Work instructions: Scan the records below and copy every line that contains the string "ArchitectureRecommender".

Top of Dataset records

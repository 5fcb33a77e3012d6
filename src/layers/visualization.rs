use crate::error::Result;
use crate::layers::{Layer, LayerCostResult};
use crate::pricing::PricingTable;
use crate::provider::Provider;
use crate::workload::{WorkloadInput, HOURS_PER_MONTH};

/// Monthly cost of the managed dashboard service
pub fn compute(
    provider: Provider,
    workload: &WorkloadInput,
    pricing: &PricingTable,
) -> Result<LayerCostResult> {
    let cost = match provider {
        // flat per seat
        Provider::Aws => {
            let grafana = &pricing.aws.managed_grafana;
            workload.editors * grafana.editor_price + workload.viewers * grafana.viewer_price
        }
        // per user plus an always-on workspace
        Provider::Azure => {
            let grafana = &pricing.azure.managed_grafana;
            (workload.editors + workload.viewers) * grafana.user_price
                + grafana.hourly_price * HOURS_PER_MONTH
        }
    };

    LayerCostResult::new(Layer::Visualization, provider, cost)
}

Bottom of Dataset records
Top of Dataset records

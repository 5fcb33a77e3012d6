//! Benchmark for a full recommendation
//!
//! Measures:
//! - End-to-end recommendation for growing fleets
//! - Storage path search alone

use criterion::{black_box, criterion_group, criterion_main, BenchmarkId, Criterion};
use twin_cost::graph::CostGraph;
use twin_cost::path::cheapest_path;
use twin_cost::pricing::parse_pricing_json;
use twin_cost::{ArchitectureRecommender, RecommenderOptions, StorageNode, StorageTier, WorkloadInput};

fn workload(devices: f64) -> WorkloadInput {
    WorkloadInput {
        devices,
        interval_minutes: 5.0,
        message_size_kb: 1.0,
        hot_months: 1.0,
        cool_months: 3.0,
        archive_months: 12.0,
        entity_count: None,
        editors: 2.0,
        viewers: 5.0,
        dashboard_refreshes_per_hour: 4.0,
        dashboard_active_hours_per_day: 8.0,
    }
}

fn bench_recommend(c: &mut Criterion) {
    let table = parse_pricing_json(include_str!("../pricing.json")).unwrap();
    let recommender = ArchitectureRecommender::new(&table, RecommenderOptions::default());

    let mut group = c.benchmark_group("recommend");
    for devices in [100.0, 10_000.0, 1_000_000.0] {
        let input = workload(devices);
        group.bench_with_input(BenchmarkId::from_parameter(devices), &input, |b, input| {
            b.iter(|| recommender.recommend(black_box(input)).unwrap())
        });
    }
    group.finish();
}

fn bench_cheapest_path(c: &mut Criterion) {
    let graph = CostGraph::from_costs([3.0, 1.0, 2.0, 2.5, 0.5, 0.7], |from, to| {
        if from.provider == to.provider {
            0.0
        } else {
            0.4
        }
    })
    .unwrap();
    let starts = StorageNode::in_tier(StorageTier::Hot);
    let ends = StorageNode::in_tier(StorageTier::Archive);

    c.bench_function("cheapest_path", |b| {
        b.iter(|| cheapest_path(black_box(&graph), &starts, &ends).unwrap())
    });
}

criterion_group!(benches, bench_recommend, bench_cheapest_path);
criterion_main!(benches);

Bottom of Dataset records

Problem solution:
use twin_cost::{ArchitectureRecommender, RecommenderOptions, StorageNode, StorageTier, WorkloadInput};
    let recommender = ArchitectureRecommender::new(&table, RecommenderOptions::default());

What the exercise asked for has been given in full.